▶ _Data items_:
====

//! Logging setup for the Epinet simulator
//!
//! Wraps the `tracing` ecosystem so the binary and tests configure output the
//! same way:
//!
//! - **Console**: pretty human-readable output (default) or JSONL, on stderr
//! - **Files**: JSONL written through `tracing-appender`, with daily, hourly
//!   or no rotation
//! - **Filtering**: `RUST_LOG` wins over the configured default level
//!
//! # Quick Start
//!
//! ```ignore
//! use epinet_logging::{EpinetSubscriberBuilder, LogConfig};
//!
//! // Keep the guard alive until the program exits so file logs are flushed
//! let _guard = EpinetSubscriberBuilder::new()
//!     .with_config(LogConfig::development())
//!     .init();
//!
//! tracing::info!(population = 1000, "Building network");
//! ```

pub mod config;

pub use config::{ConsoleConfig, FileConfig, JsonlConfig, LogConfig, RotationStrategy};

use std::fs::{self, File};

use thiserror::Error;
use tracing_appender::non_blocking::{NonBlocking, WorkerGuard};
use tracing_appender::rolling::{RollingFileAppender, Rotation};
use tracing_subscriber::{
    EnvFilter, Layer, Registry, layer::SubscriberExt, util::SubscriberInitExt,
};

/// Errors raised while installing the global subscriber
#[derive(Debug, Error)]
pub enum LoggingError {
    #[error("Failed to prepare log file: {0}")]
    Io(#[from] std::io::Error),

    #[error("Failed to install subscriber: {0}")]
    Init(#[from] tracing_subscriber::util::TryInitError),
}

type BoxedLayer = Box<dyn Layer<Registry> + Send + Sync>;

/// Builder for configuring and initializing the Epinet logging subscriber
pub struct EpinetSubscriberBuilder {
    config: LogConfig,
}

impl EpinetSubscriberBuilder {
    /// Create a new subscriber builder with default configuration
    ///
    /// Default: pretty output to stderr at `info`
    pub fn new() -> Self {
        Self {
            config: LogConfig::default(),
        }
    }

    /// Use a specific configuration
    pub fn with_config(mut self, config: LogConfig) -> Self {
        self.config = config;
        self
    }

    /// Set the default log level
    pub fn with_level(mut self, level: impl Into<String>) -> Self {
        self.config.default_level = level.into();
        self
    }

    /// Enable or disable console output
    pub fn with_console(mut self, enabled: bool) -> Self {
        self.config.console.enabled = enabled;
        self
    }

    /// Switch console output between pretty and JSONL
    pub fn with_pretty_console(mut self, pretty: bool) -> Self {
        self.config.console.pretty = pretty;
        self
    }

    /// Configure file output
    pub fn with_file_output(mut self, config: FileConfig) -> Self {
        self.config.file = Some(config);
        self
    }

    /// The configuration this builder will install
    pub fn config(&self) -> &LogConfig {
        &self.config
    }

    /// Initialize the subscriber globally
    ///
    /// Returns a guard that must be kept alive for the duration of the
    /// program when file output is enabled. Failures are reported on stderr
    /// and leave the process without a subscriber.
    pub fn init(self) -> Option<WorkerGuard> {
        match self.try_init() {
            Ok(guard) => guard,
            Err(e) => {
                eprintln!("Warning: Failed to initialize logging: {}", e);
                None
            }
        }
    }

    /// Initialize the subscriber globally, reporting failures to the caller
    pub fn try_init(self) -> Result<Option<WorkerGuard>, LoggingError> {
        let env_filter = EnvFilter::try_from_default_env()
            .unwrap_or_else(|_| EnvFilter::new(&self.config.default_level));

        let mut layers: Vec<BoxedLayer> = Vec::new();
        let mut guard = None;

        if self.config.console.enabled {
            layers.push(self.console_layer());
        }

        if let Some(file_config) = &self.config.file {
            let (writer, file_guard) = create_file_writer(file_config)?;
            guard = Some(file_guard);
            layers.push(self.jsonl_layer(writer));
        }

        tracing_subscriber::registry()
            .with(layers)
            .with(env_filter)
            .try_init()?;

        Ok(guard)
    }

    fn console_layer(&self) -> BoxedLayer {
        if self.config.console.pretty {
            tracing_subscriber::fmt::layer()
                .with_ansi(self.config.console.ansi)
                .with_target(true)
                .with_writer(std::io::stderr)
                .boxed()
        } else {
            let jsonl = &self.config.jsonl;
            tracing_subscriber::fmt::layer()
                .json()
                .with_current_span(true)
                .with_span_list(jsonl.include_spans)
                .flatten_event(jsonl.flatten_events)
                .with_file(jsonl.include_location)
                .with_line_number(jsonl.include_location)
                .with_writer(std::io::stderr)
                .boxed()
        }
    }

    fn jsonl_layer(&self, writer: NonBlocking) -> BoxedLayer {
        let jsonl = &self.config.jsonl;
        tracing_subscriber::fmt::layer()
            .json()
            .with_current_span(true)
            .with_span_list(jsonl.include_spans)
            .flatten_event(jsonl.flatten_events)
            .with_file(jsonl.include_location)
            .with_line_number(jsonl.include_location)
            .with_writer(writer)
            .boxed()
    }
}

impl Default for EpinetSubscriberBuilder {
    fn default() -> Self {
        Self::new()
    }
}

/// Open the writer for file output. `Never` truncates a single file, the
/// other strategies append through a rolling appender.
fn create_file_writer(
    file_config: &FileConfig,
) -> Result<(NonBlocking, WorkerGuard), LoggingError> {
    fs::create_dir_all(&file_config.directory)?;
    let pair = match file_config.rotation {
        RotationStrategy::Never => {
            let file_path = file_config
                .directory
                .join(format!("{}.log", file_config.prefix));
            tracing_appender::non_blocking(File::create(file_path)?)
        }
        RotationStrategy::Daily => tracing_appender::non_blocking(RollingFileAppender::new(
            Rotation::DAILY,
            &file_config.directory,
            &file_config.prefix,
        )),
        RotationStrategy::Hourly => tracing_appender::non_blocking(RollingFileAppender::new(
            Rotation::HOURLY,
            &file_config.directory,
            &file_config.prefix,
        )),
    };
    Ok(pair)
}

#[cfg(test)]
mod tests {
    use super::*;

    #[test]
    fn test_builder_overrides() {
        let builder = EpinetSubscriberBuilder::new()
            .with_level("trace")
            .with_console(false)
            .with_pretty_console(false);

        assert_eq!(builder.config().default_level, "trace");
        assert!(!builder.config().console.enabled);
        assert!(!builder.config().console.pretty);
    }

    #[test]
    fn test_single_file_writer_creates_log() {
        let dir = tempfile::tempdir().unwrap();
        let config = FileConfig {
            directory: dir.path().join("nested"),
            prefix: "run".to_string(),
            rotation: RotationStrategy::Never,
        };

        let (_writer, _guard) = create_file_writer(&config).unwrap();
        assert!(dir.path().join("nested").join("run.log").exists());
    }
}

====

▶ _Exercise instructions_:
For each line in the records that contains the word "join", make a copy.

▶ _Exercise solution_:
                .join(format!("{}.log", file_config.prefix));
            directory: dir.path().join("nested"),
        assert!(dir.path().join("nested").join("run.log").exists());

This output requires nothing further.